The doyen of Australia’s rising catastrophists, Dr Joelle Gergis, disclosed to August’s edition of The Monthly how she sobs about the climate peril during her kerosene-fuelled air travel.[1] Then she switches to “volcanically-explosive rage” because the hoi polloi don’t want to pay for windmill electricity fantasies.

Environmental scientist Dr Katharine Wilkinson is quoted by Mother Jones (circ. 200,000):  “For some, it’s anger or rage. For me, it’s deep grief… There is no way for me not to have a broken heart most days.”  At a recent panel discussion, she  blurted, “I have no child and I have one dog, and thank God he’ll be dead in 10 years.”

Senior weepniks include Yvo de Boer, former Executive Secretary of the UN group controlling the IPCC. Running the Bali UN climate summit, he had to be led off the podium in tears after losing a procedural motion  “as he worked round the clock to get a deal to protect the Earth from warming.”

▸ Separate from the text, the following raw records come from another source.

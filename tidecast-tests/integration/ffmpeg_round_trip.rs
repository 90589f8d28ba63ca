//! Round trips through the real ffmpeg/ffprobe binaries.
//!
//! Every test returns early when the tools are not on `PATH`.

use std::path::Path;
use std::process::Command;

use axum::Router;
use axum::http::{StatusCode, header};
use tempfile::TempDir;
use tidecast_core::{RelayService, TidecastConfig};
use tidecast_web::{AppState, build_router};
use tower::ServiceExt;
use wiremock::matchers::{method, path};
use wiremock::{Mock, MockServer, ResponseTemplate};

use crate::support::{body_bytes, body_json};

fn media_tools_installed() -> bool {
    let found = which::which("ffmpeg").is_ok() && which::which("ffprobe").is_ok();
    if !found {
        eprintln!("ffmpeg/ffprobe not found, skipping");
    }
    found
}

fn has_encoder(name: &str) -> bool {
    Command::new("ffmpeg")
        .args(["-hide_banner", "-encoders"])
        .output()
        .map(|out| String::from_utf8_lossy(&out.stdout).contains(name))
        .unwrap_or(false)
}

/// Test pattern and tone in MPEG-4 Part 2, which phones will not play
/// natively. Without `faststart` the `moov` index is written after `mdat`,
/// the way most cameras record.
fn render_clip(dir: &Path, seconds: u32, faststart: bool) -> Vec<u8> {
    let output = dir.join("clip.mp4");
    let mut command = Command::new("ffmpeg");
    command
        .args(["-hide_banner", "-loglevel", "error", "-f", "lavfi", "-i"])
        .arg(format!("testsrc=duration={seconds}:size=320x240:rate=25"))
        .args(["-f", "lavfi", "-i"])
        .arg(format!("sine=frequency=440:duration={seconds}"))
        .args(["-c:v", "mpeg4", "-q:v", "2", "-c:a", "aac", "-shortest"]);
    if faststart {
        command.args(["-movflags", "+faststart"]);
    }
    let status = command.arg("-y").arg(&output).status().unwrap();
    assert!(status.success(), "ffmpeg could not render the test clip");
    std::fs::read(output).unwrap()
}

fn box_offset(body: &[u8], kind: &[u8; 4]) -> Option<usize> {
    body.windows(4).position(|w| w == kind)
}

async fn serve_clip(body: Vec<u8>) -> MockServer {
    let server = MockServer::start().await;
    Mock::given(method("GET"))
        .and(path("/clip.mp4"))
        .respond_with(ResponseTemplate::new(200).set_body_bytes(body))
        .mount(&server)
        .await;
    Mock::given(method("GET"))
        .and(path("/garbage.bin"))
        .respond_with(ResponseTemplate::new(200).set_body_bytes(vec![0x5a; 64 * 1024]))
        .mount(&server)
        .await;
    server
}

fn router() -> Router {
    let service = RelayService::new(TidecastConfig::for_testing()).unwrap();
    build_router(AppState::new(service))
}

async fn get(router: &Router, uri: String) -> axum::http::Response<axum::body::Body> {
    let request = axum::http::Request::get(uri)
        .body(axum::body::Body::empty())
        .unwrap();
    router.clone().oneshot(request).await.unwrap()
}

fn contains_box(body: &[u8], kind: &[u8; 4]) -> bool {
    box_offset(body, kind).is_some()
}

#[tokio::test]
async fn test_info_probes_real_file() {
    if !media_tools_installed() {
        return;
    }
    let dir = TempDir::new().unwrap();
    let clip = render_clip(dir.path(), 2, true);
    let clip_len = clip.len();
    let server = serve_clip(clip).await;

    let response = get(&router(), format!("/info?url={}/clip.mp4", server.uri())).await;
    assert_eq!(response.status(), StatusCode::OK);

    let body = body_json(response).await;
    assert_eq!(body["videoCodec"], "mpeg4");
    assert_eq!(body["audioCodec"], "aac");
    assert_eq!(body["width"], 320);
    assert_eq!(body["height"], 240);
    assert_eq!(body["mobileCompatible"], false);
    assert!(body["containerFormat"].as_str().unwrap().contains("mp4"));

    let duration = body["durationSeconds"].as_f64().unwrap();
    assert!((duration - 2.0).abs() < 0.2, "duration was {duration}");
    let total = body["totalBytes"].as_u64().unwrap();
    assert!(total > 0 && total <= clip_len as u64, "totalBytes was {total}");
}

#[tokio::test]
async fn test_info_reads_index_after_media_data() {
    if !media_tools_installed() {
        return;
    }
    let dir = TempDir::new().unwrap();
    let clip = render_clip(dir.path(), 12, false);
    let config = TidecastConfig::for_testing();
    assert!(
        clip.len() > config.probe.head_bytes,
        "clip of {} bytes fits in the transcode head",
        clip.len()
    );
    let moov = box_offset(&clip, b"moov").unwrap();
    let mdat = box_offset(&clip, b"mdat").unwrap();
    assert!(moov > mdat, "moov was written before mdat");
    let server = serve_clip(clip).await;

    let response = get(&router(), format!("/info?url={}/clip.mp4", server.uri())).await;
    assert_eq!(response.status(), StatusCode::OK);

    let body = body_json(response).await;
    assert_eq!(body["videoCodec"], "mpeg4");
    assert_eq!(body["audioCodec"], "aac");
    assert_eq!(body["width"], 320);
    let duration = body["durationSeconds"].as_f64().unwrap();
    assert!((duration - 12.0).abs() < 0.5, "duration was {duration}");
}

#[tokio::test]
async fn test_audio_remux_produces_fragmented_mp4() {
    if !media_tools_installed() {
        return;
    }
    let dir = TempDir::new().unwrap();
    let server = serve_clip(render_clip(dir.path(), 2, true)).await;

    let response = get(
        &router(),
        format!("/audio-remux?url={}/clip.mp4", server.uri()),
    )
    .await;
    assert_eq!(response.status(), StatusCode::OK);
    assert_eq!(response.headers()[header::CONTENT_TYPE], "video/mp4");

    let body = body_bytes(response).await;
    assert!(contains_box(&body, b"ftyp"));
    assert!(contains_box(&body, b"moof"));
}

#[tokio::test]
async fn test_transcode_reencodes_to_h264() {
    if !media_tools_installed() || !has_encoder("libx264") {
        return;
    }
    let dir = TempDir::new().unwrap();
    let server = serve_clip(render_clip(dir.path(), 2, true)).await;

    let response = get(&router(), format!("/transcode?url={}/clip.mp4", server.uri())).await;
    assert_eq!(response.status(), StatusCode::OK);

    let body = body_bytes(response).await;
    assert!(contains_box(&body, b"ftyp"));
    assert!(contains_box(&body, b"moof"));
    assert!(contains_box(&body, b"avcC"));
}

#[tokio::test]
async fn test_unreadable_input_is_transcode_failure() {
    if !media_tools_installed() {
        return;
    }
    let server = serve_clip(Vec::new()).await;

    let response = get(
        &router(),
        format!("/transcode?url={}/garbage.bin", server.uri()),
    )
    .await;
    assert_eq!(response.status(), StatusCode::INTERNAL_SERVER_ERROR);
    assert_eq!(body_json(response).await["error"], "transcode_failed");
}
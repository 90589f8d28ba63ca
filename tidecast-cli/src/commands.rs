//! CLI command implementations

use std::path::PathBuf;

use anyhow::{Context, Result, bail};
use clap::Subcommand;
use tidecast_core::media::FfprobeProber;
use tidecast_core::transcode::FfmpegEngine;
use tidecast_core::{RelayService, TidecastConfig, TranscodeEngine, TranscodeMode, TranscodeRequest};

/// Available CLI commands
#[derive(Subcommand)]
pub enum Commands {
    /// Start the relay server
    Serve {
        /// Host to bind to (overrides TIDECAST_HOST)
        #[arg(long)]
        host: Option<String>,
        /// Port to bind to (overrides TIDECAST_PORT)
        #[arg(short, long)]
        port: Option<u16>,
        /// Size limit for full transcodes in MB, 0 disables the limit
        #[arg(long)]
        max_source_mb: Option<u64>,
        /// ffmpeg binary to use
        #[arg(long)]
        ffmpeg: Option<PathBuf>,
        /// ffprobe binary to use
        #[arg(long)]
        ffprobe: Option<PathBuf>,
    },
    /// Print the media metadata of a remote file as JSON
    Probe {
        /// HTTP(S) URL of the source
        url: String,
    },
    /// Check that ffmpeg and ffprobe can be started
    Check,
}

/// Handle the CLI command
///
/// # Errors
///
/// - `anyhow::Error` - The command failed; the message says which step
pub async fn handle_command(command: Commands) -> Result<()> {
    match command {
        Commands::Serve {
            host,
            port,
            max_source_mb,
            ffmpeg,
            ffprobe,
        } => {
            let mut config = TidecastConfig::from_env();
            if let Some(host) = host {
                config.server.host = host;
            }
            if let Some(port) = port {
                config.server.port = port;
            }
            if let Some(limit) = max_source_mb {
                config.transcode.max_source_mb = (limit > 0).then_some(limit);
            }
            if let Some(path) = ffmpeg {
                config.transcode.ffmpeg_path = path;
            }
            if let Some(path) = ffprobe {
                config.probe.ffprobe_path = path;
            }
            serve(config).await
        }
        Commands::Probe { url } => probe(&url).await,
        Commands::Check => check().await,
    }
}

async fn serve(config: TidecastConfig) -> Result<()> {
    tracing::info!(
        bind = %config.server.bind_address(),
        max_source_mb = ?config.transcode.max_source_mb,
        "Starting relay"
    );
    tidecast_web::run_server(config)
        .await
        .map_err(|e| anyhow::anyhow!("server failed: {e}"))
}

async fn probe(url: &str) -> Result<()> {
    let request = TranscodeRequest::from_query(Some(url), TranscodeMode::InfoOnly)?;
    let service = RelayService::new(TidecastConfig::from_env())?;

    let metadata = service
        .inspect(request)
        .await
        .context("could not read media metadata")?;
    println!("{}", serde_json::to_string_pretty(&metadata)?);
    Ok(())
}

async fn check() -> Result<()> {
    let config = TidecastConfig::from_env();

    let ffmpeg = FfmpegEngine::new(&config.transcode);
    let ffmpeg_ok = ffmpeg.is_available().await;
    let ffprobe_ok = FfprobeProber::new(&config.probe).is_available().await;

    println!(
        "ffmpeg  ({}): {}",
        config.transcode.ffmpeg_path.display(),
        status_label(ffmpeg_ok)
    );
    println!(
        "ffprobe ({}): {}",
        config.probe.ffprobe_path.display(),
        status_label(ffprobe_ok)
    );

    if !(ffmpeg_ok && ffprobe_ok) {
        bail!("required media tools are missing");
    }
    Ok(())
}

fn status_label(ok: bool) -> &'static str {
    if ok { "ok" } else { "not found" }
}
//! Relay endpoints: streaming transcodes and metadata probes

use axum::extract::rejection::QueryRejection;
use axum::extract::{Query, State};
use axum::http::header;
use axum::response::{IntoResponse, Json, Response};
use serde::Deserialize;
use tidecast_core::relay::FRAGMENTED_MP4;
use tidecast_core::{MediaMetadata, RelayError, TranscodeMode, TranscodeRequest};

use crate::server::AppState;

/// Query string shared by every relay endpoint.
#[derive(Debug, Default, Deserialize)]
pub struct SourceQuery {
    /// Remote file to relay
    pub url: Option<String>,
}

type SourceQueryResult = Result<Query<SourceQuery>, QueryRejection>;

/// `GET /transcode` - full transcode to browser-compatible fragmented MP4.
///
/// # Errors
///
/// - `RelayError` - Rendered as a JSON error before any video bytes are sent
pub async fn transcode(
    State(state): State<AppState>,
    query: SourceQueryResult,
) -> Result<Response, RelayError> {
    relay(&state, query, TranscodeMode::FullTranscode).await
}

/// `GET /audio-remux` - video copied untouched, audio re-encoded to AAC.
///
/// # Errors
///
/// - `RelayError` - Rendered as a JSON error before any video bytes are sent
pub async fn audio_remux(
    State(state): State<AppState>,
    query: SourceQueryResult,
) -> Result<Response, RelayError> {
    relay(&state, query, TranscodeMode::AudioRemuxOnly).await
}

/// `HEAD` on the streaming endpoints. Validates the query and answers with
/// the streaming headers without fetching the source or starting a session.
///
/// # Errors
///
/// - `RelayError` - Missing or invalid url
pub async fn stream_head(query: SourceQueryResult) -> Result<Response, RelayError> {
    let query = source_query(query)?;
    TranscodeRequest::from_query(query.url.as_deref(), TranscodeMode::FullTranscode)?;

    Ok((
        [
            (header::CONTENT_TYPE, FRAGMENTED_MP4),
            (header::ACCEPT_RANGES, "bytes"),
            (header::CACHE_CONTROL, "no-cache"),
        ],
        (),
    )
        .into_response())
}

/// `GET /info` - media metadata of the source as JSON.
///
/// # Errors
///
/// - `RelayError` - Missing or invalid url, fetch or probe failure
pub async fn info(
    State(state): State<AppState>,
    query: SourceQueryResult,
) -> Result<Json<MediaMetadata>, RelayError> {
    let query = source_query(query)?;
    let request = TranscodeRequest::from_query(query.url.as_deref(), TranscodeMode::InfoOnly)?;
    let metadata = state.service.inspect(request).await?;
    Ok(Json(metadata))
}

async fn relay(
    state: &AppState,
    query: SourceQueryResult,
    mode: TranscodeMode,
) -> Result<Response, RelayError> {
    let query = source_query(query)?;
    let request = TranscodeRequest::from_query(query.url.as_deref(), mode)?;
    state.service.stream(request).await
}

/// Malformed query strings get the same JSON error shape as a bad url.
fn source_query(query: SourceQueryResult) -> Result<SourceQuery, RelayError> {
    query
        .map(|Query(query)| query)
        .map_err(|rejection| RelayError::InvalidParameter {
            name: "url",
            reason: rejection.body_text(),
        })
}
//! Deterministic in-process engine for development and tests.
//!
//! Forwards its input unchanged instead of transcoding, with optional
//! injected failures. Counters make it observable whether a session was
//! started at all and whether it has been released.

use std::sync::Arc;
use std::sync::atomic::{AtomicUsize, Ordering};

use async_trait::async_trait;
use futures::StreamExt;
use parking_lot::Mutex;
use tracing::{Instrument, debug, info};

use super::engine::{TranscodeEngine, TranscodePlan};
use super::progress::Progress;
use super::session::{self, SessionEvent, SessionHandle, TranscodeSession};
use super::{TranscodeError, TranscodeResult};
use crate::source::ByteStream;

/// How a simulated session behaves.
#[derive(Debug, Clone, PartialEq, Eq)]
pub enum SimulatedBehavior {
    /// Forward every input byte, then complete.
    Passthrough,
    /// Fail before acknowledging the configuration or producing output.
    FailBeforeOutput { reason: String },
    /// Forward input until at least `bytes` were produced, then fail.
    FailAfter { bytes: usize, reason: String },
}

#[derive(Debug, Default)]
struct Counters {
    started: AtomicUsize,
    active: AtomicUsize,
    availability_checks: AtomicUsize,
}

struct ActiveSession(Arc<Counters>);

impl Drop for ActiveSession {
    fn drop(&mut self) {
        self.0.active.fetch_sub(1, Ordering::SeqCst);
    }
}

/// Engine that passes input through with scripted failures.
#[derive(Debug, Clone)]
pub struct SimulatedEngine {
    behavior: SimulatedBehavior,
    available: bool,
    output_buffer_chunks: usize,
    counters: Arc<Counters>,
    plans: Arc<Mutex<Vec<TranscodePlan>>>,
}

impl SimulatedEngine {
    pub fn new(behavior: SimulatedBehavior) -> Self {
        Self {
            behavior,
            available: true,
            output_buffer_chunks: 4,
            counters: Arc::default(),
            plans: Arc::default(),
        }
    }

    pub fn passthrough() -> Self {
        Self::new(SimulatedBehavior::Passthrough)
    }

    /// An engine that refuses to start sessions.
    pub fn unavailable() -> Self {
        Self {
            available: false,
            ..Self::passthrough()
        }
    }

    pub fn with_output_buffer(mut self, chunks: usize) -> Self {
        self.output_buffer_chunks = chunks;
        self
    }

    /// Sessions started since creation.
    pub fn started_sessions(&self) -> usize {
        self.counters.started.load(Ordering::SeqCst)
    }

    /// Sessions whose task has not finished yet.
    pub fn active_sessions(&self) -> usize {
        self.counters.active.load(Ordering::SeqCst)
    }

    /// Calls to [`TranscodeEngine::is_available`] so far.
    pub fn availability_checks(&self) -> usize {
        self.counters.availability_checks.load(Ordering::SeqCst)
    }

    /// Plans of every started session, oldest first.
    pub fn recorded_plans(&self) -> Vec<TranscodePlan> {
        self.plans.lock().clone()
    }

    async fn run(behavior: SimulatedBehavior, mut input: ByteStream, handle: SessionHandle) {
        let fail_after = match behavior {
            SimulatedBehavior::FailBeforeOutput { reason } => {
                handle.emit(SessionEvent::Failed { reason });
                return;
            }
            SimulatedBehavior::FailAfter { bytes, reason } => Some((bytes, reason)),
            SimulatedBehavior::Passthrough => None,
        };

        handle.emit(SessionEvent::Started);
        let mut forwarded = 0usize;

        loop {
            let next = tokio::select! {
                biased;
                _ = handle.cancellation().cancelled() => None,
                next = input.next() => Some(next),
            };

            let chunk = match next {
                None => {
                    debug!(bytes = forwarded, "Simulated session cancelled");
                    handle.emit(SessionEvent::Failed {
                        reason: "cancelled".to_string(),
                    });
                    return;
                }
                Some(None) => break,
                Some(Some(Ok(chunk))) => chunk,
                Some(Some(Err(e))) => {
                    let reason = format!("upstream failed: {e}");
                    handle.fail_output(&reason).await;
                    handle.emit(SessionEvent::Failed { reason });
                    return;
                }
            };

            forwarded += chunk.len();
            if !handle.send_chunk(chunk).await {
                handle.emit(SessionEvent::Failed {
                    reason: "cancelled".to_string(),
                });
                return;
            }
            handle.progress(Progress {
                bytes_written: Some(forwarded as u64),
                ..Progress::default()
            });

            if let Some((limit, reason)) = &fail_after {
                if forwarded >= *limit {
                    handle.fail_output(reason).await;
                    handle.emit(SessionEvent::Failed {
                        reason: reason.clone(),
                    });
                    return;
                }
            }
        }

        info!(bytes = forwarded, "Simulated session finished");
        handle.emit(SessionEvent::Completed);
    }
}

impl Default for SimulatedEngine {
    fn default() -> Self {
        Self::passthrough()
    }
}

#[async_trait]
impl TranscodeEngine for SimulatedEngine {
    fn name(&self) -> &'static str {
        "simulated"
    }

    async fn is_available(&self) -> bool {
        self.counters
            .availability_checks
            .fetch_add(1, Ordering::SeqCst);
        self.available
    }

    async fn start(
        &self,
        input: ByteStream,
        plan: TranscodePlan,
    ) -> TranscodeResult<TranscodeSession> {
        if !self.available {
            return Err(TranscodeError::EngineUnavailable {
                reason: "simulated engine disabled".to_string(),
            });
        }

        let (handle, session) = session::open(plan.session_id, self.output_buffer_chunks);
        self.plans.lock().push(plan);
        self.counters.started.fetch_add(1, Ordering::SeqCst);
        self.counters.active.fetch_add(1, Ordering::SeqCst);

        let active = ActiveSession(self.counters.clone());
        let behavior = self.behavior.clone();
        tokio::spawn(
            async move {
                let _active = active;
                Self::run(behavior, input, handle).await;
            }
            .in_current_span(),
        );

        Ok(session)
    }
}

#[cfg(test)]
mod tests {
    use std::time::Duration;

    use bytes::Bytes;
    use futures::stream;
    use uuid::Uuid;

    use super::*;
    use crate::config::EncoderSettings;
    use crate::policy::{AudioAction, TranscodeStrategy, VideoAction};
    use crate::transcode::SessionState;

    fn plan() -> TranscodePlan {
        TranscodePlan {
            session_id: Uuid::new_v4(),
            strategy: TranscodeStrategy {
                video: VideoAction::ReencodeH264,
                audio: AudioAction::ReencodeAac,
                rejection: None,
            },
            encoder: EncoderSettings::default(),
            duration_hint: Some(12.0),
        }
    }

    fn input(chunks: &[&'static str]) -> ByteStream {
        let chunks: Vec<_> = chunks
            .iter()
            .map(|c| Ok(Bytes::from_static(c.as_bytes())))
            .collect();
        stream::iter(chunks).boxed()
    }

    async fn wait_idle(engine: &SimulatedEngine) {
        tokio::time::timeout(Duration::from_secs(2), async {
            while engine.active_sessions() > 0 {
                tokio::time::sleep(Duration::from_millis(5)).await;
            }
        })
        .await
        .expect("simulated session did not finish");
    }

    #[tokio::test]
    async fn test_passthrough_completes() {
        let engine = SimulatedEngine::passthrough();
        let plan = plan();
        let mut session = engine.start(input(&["ab", "cd"]), plan.clone()).await.unwrap();

        let mut output = Vec::new();
        while let Some(chunk) = session.next_chunk().await {
            output.extend_from_slice(&chunk.unwrap());
        }
        assert_eq!(output, b"abcd".to_vec());

        let mut last = None;
        while let Some(event) = session.next_event().await {
            last = Some(event);
        }
        assert_eq!(last, Some(SessionEvent::Completed));
        assert_eq!(session.state(), SessionState::Completed);

        wait_idle(&engine).await;
        assert_eq!(engine.started_sessions(), 1);
        assert_eq!(engine.recorded_plans(), vec![plan]);
    }

    #[tokio::test]
    async fn test_fail_before_output() {
        let engine = SimulatedEngine::new(SimulatedBehavior::FailBeforeOutput {
            reason: "unsupported codec".to_string(),
        });
        let mut session = engine.start(input(&["ab"]), plan()).await.unwrap();

        assert_eq!(
            session.next_event().await,
            Some(SessionEvent::Failed {
                reason: "unsupported codec".to_string()
            })
        );
        assert_eq!(session.state(), SessionState::Failed);
        assert!(session.next_chunk().await.is_none());
    }

    #[tokio::test]
    async fn test_fail_after_bytes() {
        let engine = SimulatedEngine::new(SimulatedBehavior::FailAfter {
            bytes: 4,
            reason: "decoder error".to_string(),
        });
        let mut session = engine
            .start(input(&["ab", "cd", "ef", "gh"]), plan())
            .await
            .unwrap();

        let mut output = Vec::new();
        let mut error = None;
        while let Some(chunk) = session.next_chunk().await {
            match chunk {
                Ok(chunk) => output.extend_from_slice(&chunk),
                Err(e) => error = Some(e),
            }
        }

        assert_eq!(output, b"abcd".to_vec());
        assert!(matches!(error, Some(TranscodeError::Failed { .. })));
    }

    #[tokio::test]
    async fn test_unavailable_engine_starts_nothing() {
        let engine = SimulatedEngine::unavailable();

        assert!(!engine.is_available().await);
        assert!(engine.start(input(&["ab"]), plan()).await.is_err());
        assert_eq!(engine.started_sessions(), 0);
    }

    #[tokio::test]
    async fn test_cancel_releases_session() {
        let engine = SimulatedEngine::passthrough();
        let endless = stream::once(async { Ok(Bytes::from_static(b"first")) })
            .chain(stream::pending())
            .boxed();

        let mut session = engine.start(endless, plan()).await.unwrap();
        assert_eq!(
            session.next_chunk().await.unwrap().unwrap(),
            Bytes::from_static(b"first")
        );
        assert_eq!(engine.active_sessions(), 1);

        session.cancel();
        wait_idle(&engine).await;
        assert_eq!(engine.started_sessions(), 1);
    }
}
//! reqwest-backed source fetcher.

use futures::{StreamExt, TryStreamExt};
use reqwest::header::CONTENT_TYPE;
use tracing::{debug, warn};
use url::Url;

use super::{SourceError, SourceFetcher, SourceResult, SourceStream, redact_url};
use crate::config::FetchConfig;

/// Fetches sources over HTTP(S) with a fixed identifying user agent.
#[derive(Debug, Clone)]
pub struct HttpSourceFetcher {
    client: reqwest::Client,
    config: FetchConfig,
}

impl HttpSourceFetcher {
    /// Builds the underlying HTTP client.
    ///
    /// # Errors
    ///
    /// - `SourceError::Unavailable` - TLS backend or client construction failed
    pub fn new(config: FetchConfig) -> SourceResult<Self> {
        let client = reqwest::Client::builder()
            .user_agent(config.user_agent.clone())
            .connect_timeout(config.connect_timeout)
            .redirect(reqwest::redirect::Policy::limited(5))
            .build()
            .map_err(|e| SourceError::Unavailable {
                reason: format!("failed to build HTTP client: {e}"),
            })?;

        Ok(Self { client, config })
    }
}

#[async_trait::async_trait]
impl SourceFetcher for HttpSourceFetcher {
    async fn open(&self, url: &Url) -> SourceResult<SourceStream> {
        let label = redact_url(url);
        debug!(source = %label, "Opening upstream");

        let send = self.client.get(url.clone()).send();
        let response = tokio::time::timeout(self.config.response_timeout, send)
            .await
            .map_err(|_| SourceError::Unavailable {
                reason: format!(
                    "no response within {}s",
                    self.config.response_timeout.as_secs()
                ),
            })?
            .map_err(|e| SourceError::Unavailable {
                // reqwest errors embed the full URL; keep credentials out of messages
                reason: describe_transport_error(&e),
            })?;

        let status = response.status();
        if !status.is_success() {
            warn!(source = %label, status = status.as_u16(), "Upstream rejected request");
            return Err(SourceError::HttpStatus {
                status: status.as_u16(),
            });
        }

        let content_length = response.content_length();
        let content_type = response
            .headers()
            .get(CONTENT_TYPE)
            .and_then(|v| v.to_str().ok())
            .map(str::to_string);

        debug!(
            source = %label,
            status = status.as_u16(),
            content_length = ?content_length,
            "Upstream stream open"
        );

        let body = response
            .bytes_stream()
            .map_err(|e| SourceError::Body {
                reason: describe_transport_error(&e),
            })
            .boxed();

        Ok(SourceStream::new(status.as_u16(), content_length, body).with_content_type(content_type))
    }
}

fn describe_transport_error(error: &reqwest::Error) -> String {
    let kind = if error.is_connect() {
        "connection failed"
    } else if error.is_timeout() {
        "timed out"
    } else if error.is_redirect() {
        "too many redirects"
    } else if error.is_body() || error.is_decode() {
        "body read failed"
    } else {
        "request failed"
    };

    let detail = std::error::Error::source(error)
        .map(|source| source.to_string())
        .unwrap_or_default();

    if detail.is_empty() {
        kind.to_string()
    } else {
        format!("{kind}: {detail}")
    }
}
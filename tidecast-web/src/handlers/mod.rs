//! HTTP request handlers organized by functionality

pub mod health;
pub mod media;

// Re-export handler functions
pub use health::{HealthResponse, health};
pub use media::{SourceQuery, audio_remux, info, stream_head, transcode};
//! Tidecast Core - fetch, probe, transcode and relay remote video
//!
//! A request names a remote file. The source fetcher opens it as a byte
//! stream, the policy decides what to copy and what to re-encode, an external
//! engine transcodes the stream to fragmented MP4, and the relay forwards the
//! engine's output to the client as it is produced. Nothing touches disk.

pub mod config;
pub mod error;
pub mod media;
pub mod policy;
pub mod relay;
pub mod request;
pub mod service;
pub mod source;
pub mod tracing_setup;
pub mod transcode;

// Re-export main types for convenient access
pub use config::TidecastConfig;
pub use error::RelayError;
pub use media::{FfprobeProber, FormatProber, MediaMetadata, ProbeError};
pub use policy::{TranscodeMode, TranscodePolicy, TranscodeStrategy};
pub use request::TranscodeRequest;
pub use service::RelayService;
pub use source::{HttpSourceFetcher, SourceError, SourceFetcher, SourceStream};
pub use transcode::{
    FfmpegEngine, SimulatedEngine, TranscodeEngine, TranscodeError, TranscodeSession,
};

pub type Result<T> = std::result::Result<T, RelayError>;
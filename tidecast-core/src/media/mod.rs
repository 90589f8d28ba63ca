//! Media metadata: what a source contains and whether it plays natively.

pub mod frame_rate;
pub mod metadata;
pub mod probe;

pub use frame_rate::parse_frame_rate;
pub use metadata::{FfprobeOutput, MediaMetadata, is_mobile_compatible};
pub use probe::{FfprobeProber, FormatProber, ProbeError, ProbeResult};
//! Liveness and engine availability

use axum::extract::State;
use axum::response::Json;
use chrono::{DateTime, Utc};
use serde::Serialize;

use crate::server::AppState;

/// Body of `GET /health`.
#[derive(Debug, Serialize)]
#[serde(rename_all = "camelCase")]
pub struct HealthResponse {
    /// Service name
    pub service: &'static str,
    /// Crate version
    pub version: &'static str,
    /// Name of the configured transcoding engine
    pub engine: &'static str,
    /// Whether the engine can start sessions right now
    pub engine_available: bool,
    /// Seconds since the server started
    pub uptime_seconds: i64,
    /// Server start time
    pub started_at: DateTime<Utc>,
}

/// Reports service identity and whether transcoding is possible.
pub async fn health(State(state): State<AppState>) -> Json<HealthResponse> {
    let engine_available = state.service.engine_available().await;

    Json(HealthResponse {
        service: "tidecast",
        version: env!("CARGO_PKG_VERSION"),
        engine: state.service.engine_name(),
        engine_available,
        uptime_seconds: (Utc::now() - state.started_at).num_seconds().max(0),
        started_at: state.started_at,
    })
}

The scientists’ pals in the media have got infected too: “Eric Holthaus, a meteorologist turned journalist, has written about his own efforts to contend with climate-change–induced depression:  ‘It’s only getting worse. I confess: I need help.”

Mother Jones featured interviews last month with top climate scientists about their mental well-being in the face of public indifference. In a piece headed,  It’s the End of the World as They Know It: The distinct burden of being a climate scientist, Washington oceanographer Sarah Myhre talks of her “profound daily grief”.  She doesn’t have clinical depression, she explains, just “anxiety exacerbated by the constant background of doom and gloom of science”. She asked a senior climate scientist how he communicated to ordinary folk about the “frightening scenarios” of CO2 emissions. “I don’t talk to those people anymore,” she remembers him replying. “F*** those people.” After that, Myhre went to her hotel room and wept.